Jesenia De Moya Correa
Jesenia De Moya Correa is a Dominican American award-winning journalist, specializing in science, health and environmental reporting on Latino/Caribbean communities. She was born in New York City, and raised and educated in Dominican Republic, where she started her journalism career in 2012. She won the 2013 National Journalism Award in Dominican Republic for her work on Sustainable Tourism, and was one of the 13 pioneers who received their Master’s degree in Spanish Language Journalism at the CUNY Graduate School of Journalism, in December of 2017. She intends to give more visibility to scientific research and health/environmental related issues in the Caribbean, with her journalistic skills in audio, social video and data/interactive storytelling.

Karen Cruz-Orduña
Karen Cruz-Orduña, 22, was born in Fresno, CA and raised in Madera, CA. As a proud daughter of labor farm workers who work from sunrise to sunset, Karen used the agriculture fields as motivation to go off to college and pursue a higher education. Currently, she is pursuing a master’s degree in Mass Communication at California State University, Northridge and is working with the CBS LA Bureau as a summer intern. Through the 2018 Climate Solutions Reporting Fellowship, Karen hopes to gain an insight of climate solutions and enhance environmental journalism. She would like to report and educate  audiences on climate change.
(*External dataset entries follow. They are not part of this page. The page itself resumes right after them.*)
//! Data shared by all the states of an update session, and the two blocking
//! operations every state relies on: sending one frame and waiting for the
//! board's answer.
//!
//! Both operations are built from short bounded queue waits, so that the
//! session's cancellation flag is observed promptly even while the overall
//! response deadline is long.

use std::time::{Duration, Instant};

use crossbeam_channel::{RecvTimeoutError, SendTimeoutError, TryRecvError};
use indicatif::ProgressBar;
use log::{debug, trace, warn};
use thiserror::Error;

use crate::channels::{CancelFlag, Endpoint};
use crate::firmware::{ChunkCursor, FirmwareImage};
use crate::protocol::{Frame, FrameType};
use crate::settings::Settings;

/// Granularity at which a waiting session checks its cancellation flag.
const POLL_INTERVAL: Duration = Duration::from_millis(20);

// =============================================================================
// Crate-Public Interface
// =============================================================================

/// Why an update session ended without updating its board.
#[derive(Error, Debug, Clone, Copy, PartialEq, Eq)]
pub enum FailureReason {
    #[error("board rejected the update request")]
    Rejected,
    #[error("board did not respond in time")]
    Timeout,
    #[error("chunk not accepted after {0} transmissions")]
    RetriesExhausted(u32),
    #[error("board reported a fatal error")]
    BoardFault,
    #[error("update cancelled")]
    Cancelled,
    #[error("connection to the router lost")]
    Disconnected,
    #[error("update session crashed")]
    Aborted,
}

/// What came back from the board for the last frame sent.
#[derive(Debug, Clone, Copy, PartialEq, Eq)]
pub(crate) enum Response {
    Ack,
    Nack,
}

#[derive(Debug, Default, Clone, Copy)]
pub(crate) struct SessionStats {
    pub bytes_sent: usize,
    pub chunks_sent: u32,
    pub retransmissions: u32,
}

/// Everything a session state may use or update, moved along from one state
/// to the next.
pub(crate) struct SessionContext {
    pub board_id: u8,
    pub image: FirmwareImage,
    pub cursor: ChunkCursor,
    pub response_timeout: Duration,
    pub max_retransfers: u32,
    /// `tx` carries frames to the board, `rx` the board's responses.
    pub queues: Endpoint<Frame>,
    pub cancel: CancelFlag,
    pub progress: ProgressBar,
    pub started: Instant,
    pub stats: SessionStats,
}

impl SessionContext {
    pub fn new(
        board_id: u8,
        image: &FirmwareImage,
        settings: &Settings,
        queues: Endpoint<Frame>,
        cancel: CancelFlag,
    ) -> Self {
        SessionContext {
            board_id,
            image: image.clone(),
            cursor: image.chunks(),
            response_timeout: settings.response_timeout,
            max_retransfers: settings.max_retransfers,
            queues,
            cancel,
            progress: ProgressBar::hidden(),
            started: Instant::now(),
            stats: SessionStats::default(),
        }
    }

    /// Send `frame` towards the board, then wait for its answer.
    ///
    /// Responses left over from earlier exchanges are discarded first, so the
    /// answer is always the board's reaction to this frame.
    pub fn exchange(&mut self, frame: Frame) -> Result<Response, FailureReason> {
        self.send_and_wait(frame, false)
    }

    /// Like [`exchange`](Self::exchange), for a frame the board refused
    /// before. Only a retransmission that actually left is counted.
    pub fn retransmit(&mut self, frame: Frame) -> Result<Response, FailureReason> {
        self.send_and_wait(frame, true)
    }

    fn send_and_wait(&mut self, frame: Frame, again: bool) -> Result<Response, FailureReason> {
        let deadline = Instant::now() + self.response_timeout;
        self.discard_stale_responses();
        self.transmit(frame, deadline)?;
        if again {
            self.stats.retransmissions += 1;
        }
        self.wait_for_response(deadline)
    }

    fn discard_stale_responses(&mut self) {
        loop {
            match self.queues.rx.try_recv() {
                Ok(frame) if frame.frame_type() == FrameType::FatalError => {
                    warn!("[{}] board reported a fatal error between exchanges", self.board_id)
                }
                Ok(frame) => debug!("[{}] discarding stale {:?}", self.board_id, frame),
                Err(TryRecvError::Empty) | Err(TryRecvError::Disconnected) => break,
            }
        }
    }

    fn transmit(&mut self, frame: Frame, deadline: Instant) -> Result<(), FailureReason> {
        trace!("[{}] sending {:?}", self.board_id, frame);
        let mut pending = frame;
        loop {
            let wait = self.next_wait(deadline)?;
            match self.queues.tx.send_timeout(pending, wait) {
                Ok(()) => return Ok(()),
                Err(SendTimeoutError::Timeout(frame)) => pending = frame,
                Err(SendTimeoutError::Disconnected(_)) => return Err(self.lost_router()),
            }
        }
    }

    fn wait_for_response(&mut self, deadline: Instant) -> Result<Response, FailureReason> {
        loop {
            let wait = self.next_wait(deadline)?;
            match self.queues.rx.recv_timeout(wait) {
                Ok(frame) => match frame.frame_type() {
                    FrameType::Ack => return Ok(Response::Ack),
                    FrameType::Nack => return Ok(Response::Nack),
                    FrameType::FatalError => return Err(FailureReason::BoardFault),
                    _ => debug!("[{}] ignoring unexpected {:?}", self.board_id, frame),
                },
                Err(RecvTimeoutError::Timeout) => {}
                Err(RecvTimeoutError::Disconnected) => return Err(self.lost_router()),
            }
        }
    }

    /// The queues closing under a cancelled session is part of its shutdown,
    /// not a lost connection.
    fn lost_router(&self) -> FailureReason {
        if self.cancel.is_cancelled() {
            FailureReason::Cancelled
        } else {
            FailureReason::Disconnected
        }
    }

    /// Length of the next bounded wait before `deadline`, or why waiting must
    /// stop.
    fn next_wait(&self, deadline: Instant) -> Result<Duration, FailureReason> {
        if self.cancel.is_cancelled() {
            return Err(FailureReason::Cancelled);
        }
        let now = Instant::now();
        if now >= deadline {
            return Err(FailureReason::Timeout);
        }
        Ok(Duration::min(deadline - now, POLL_INTERVAL))
    }
}

// =============================================================================
// Unit Tests
// =============================================================================

#[cfg(test)]
mod tests {
    use super::*;
    use std::thread;

    use crate::channels::queue_pair;
    use crate::protocol::HOST_ID;
    use crate::settings::SettingsBuilder;

    const BOARD: u8 = 3;

    fn context(queues: Endpoint<Frame>, cancel: CancelFlag) -> SessionContext {
        let settings = SettingsBuilder::new()
            .chunk_size(4)
            .response_timeout(Duration::from_secs(2))
            .finalize();
        let image = FirmwareImage::from_bytes(vec![0; 10], 4, b"k").unwrap();
        SessionContext::new(BOARD, &image, &settings, queues, cancel)
    }

    fn id_request() -> Frame {
        Frame::empty(FrameType::IdRequest, HOST_ID, BOARD)
    }

    #[test]
    fn stale_fatal_error_is_not_taken_as_the_answer() {
        let (session, board) = queue_pair(4);
        board
            .tx
            .send(Frame::empty(FrameType::FatalError, BOARD, HOST_ID))
            .unwrap();
        let mut ctx = context(session, CancelFlag::new());
        let responder = thread::spawn(move || {
            let frame = board.rx.recv().unwrap();
            board
                .tx
                .send(Frame::empty(FrameType::Ack, BOARD, HOST_ID))
                .unwrap();
            (frame, board)
        });

        assert_eq!(ctx.exchange(id_request()), Ok(Response::Ack));
        assert_eq!(responder.join().unwrap().0, id_request());
    }

    #[test]
    fn closed_queues_fail_a_running_session() {
        let (session, board) = queue_pair::<Frame>(4);
        drop(board);
        let mut ctx = context(session, CancelFlag::new());
        assert_eq!(ctx.exchange(id_request()), Err(FailureReason::Disconnected));
    }

    #[test]
    fn closed_queues_of_a_cancelled_session_mean_cancelled() {
        let (session, _board) = queue_pair::<Frame>(4);
        let cancel = CancelFlag::new();
        let ctx = context(session, cancel.clone());
        assert_eq!(ctx.lost_router(), FailureReason::Disconnected);
        cancel.cancel();
        assert_eq!(ctx.lost_router(), FailureReason::Cancelled);
    }

    #[test]
    fn only_retransmissions_that_left_are_counted() {
        let (session, board) = queue_pair(1);
        let cancel = CancelFlag::new();
        let mut ctx = context(session, cancel.clone());
        // The board never takes the first frame off the queue, so the second
        // one cannot leave.
        let refusing_board = thread::spawn(move || {
            thread::sleep(Duration::from_millis(100));
            board
                .tx
                .send(Frame::empty(FrameType::Nack, BOARD, HOST_ID))
                .unwrap();
            thread::sleep(Duration::from_millis(200));
            cancel.cancel();
            board
        });

        assert_eq!(ctx.exchange(id_request()), Ok(Response::Nack));
        assert_eq!(ctx.retransmit(id_request()), Err(FailureReason::Cancelled));
        assert_eq!(ctx.stats.retransmissions, 0);
        refusing_board.join().unwrap();
    }
}
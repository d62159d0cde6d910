//! CRC-8 used as the frame trailer (polynomial `0x31`, initial value `0xFF`,
//! no reflection, no final xor), the same checksum the board firmware
//! computes.

const POLYNOMIAL: u8 = 0x31;
const INITIAL: u8 = 0xFF;

static TABLE: [u8; 256] = build_table();

const fn build_table() -> [u8; 256] {
    let mut table = [0u8; 256];
    let mut index = 0;
    while index < 256 {
        let mut crc = index as u8;
        let mut bit = 0;
        while bit < 8 {
            crc = if crc & 0x80 != 0 {
                (crc << 1) ^ POLYNOMIAL
            } else {
                crc << 1
            };
            bit += 1;
        }
        table[index] = crc;
        index += 1;
    }
    table
}

pub(crate) fn crc8(data: &[u8]) -> u8 {
    data.iter()
        .fold(INITIAL, |crc, byte| TABLE[(crc ^ byte) as usize])
}

// =============================================================================
// Unit Tests
// =============================================================================

#[test]
fn table_matches_board_firmware() {
    assert_eq!(&TABLE[..8], &[0x00, 0x31, 0x62, 0x53, 0xc4, 0xf5, 0xa6, 0x97]);
    assert_eq!(TABLE[16], 0x43);
    assert_eq!(&TABLE[252..], &[0xff, 0xce, 0x9d, 0xac]);
}

#[test]
fn check_value() {
    assert_eq!(crc8(b"123456789"), 0xF7);
}

#[test]
fn empty_input_yields_initial_value() {
    assert_eq!(crc8(&[]), 0xFF);
}

#[test]
fn single_byte_flip_changes_checksum() {
    let frame = [0x00, 0x03, 0x01, 0x00, 0x00];
    let mut corrupted = frame;
    corrupted[1] ^= 0x10;
    assert_ne!(crc8(&frame), crc8(&corrupted));
}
Karen’s dream job is to work at Univision in Miami as an anchor and collaborate with her idol, Jorge Ramos.

Kateri Zuni
Kateri Zuni recently graduated from the University of New Mexico with a degree in multimedia journalism and political science. Kateri is from the Isleta and Zuni pueblos in New Mexico and was raised in Albuquerque. She is a passionate writer and hopes to implement journalism and media literacy outlets within her native communities. Currently, she is a masters candidate for studies in law focusing on Indian Law at the University of New Mexico Law School.

Lyndsey Gilpin
Lyndsey is a freelance journalist based in her hometown of Louisville, Kentucky. She is the publisher of Southerly, a weekly newsletter about ecology, justice, and culture in the American South. She frequently writes about climate change, energy, and environmental justice in the South, and her work has appeared in CityLab, Harper's, Scalawag, Outside, Vice, The Daily Beast, InsideClimate News, High Country News, and more. Lyndsey is also on the board of directors for the Society of Environmental Journalists.

Salaam Green
Salaam Green is an award winning poet, writer, acclaimed author and master storyteller trained racial healing facilitator. Born and bred in the Black Belt of Alabama, some of her “hats” include: Rural Organizer Leader, Human Rights and United Nations Panelist, Southern Essayist/Freelance Writer and Poet, published in Southern Women's Review, The Birmingham Arts Journal, Scalawag, Bust, Alabama Media Group, Birmingham Times, Black Youth Project, Feminism and Religion Blog, featured writer in Elephant Journal, founder of Literary Healing Arts and Red Couch Writers, University of Alabama at Birmingham Arts in Medicine Artist in Resident for Creative Writing and Poetry and a Deep South Storyteller for Creatively Aging, 2016 Poet Laureate for Innovation and Entrepreneurship, and 2018 Tedx Birmingham Speaker. She writes at Literaryhealingart.com.

Sarah Craig
Sarah Craig is an award-winning freelance radio journalist and documentary photographer based in Oakland, CA. She works at KQED Public Radio and reports on topics such as climate change, immigration and health issues. She is the Associate Producer of the Stepping Up podcast that tells stories of climate activists. Her work has been published by Marketplace, KQED, KALW, KCRW, High Country News, Water Deeply and others. She received a B.A. in Geography at Vassar College and studied at the Salt Institute of Documentary Studies.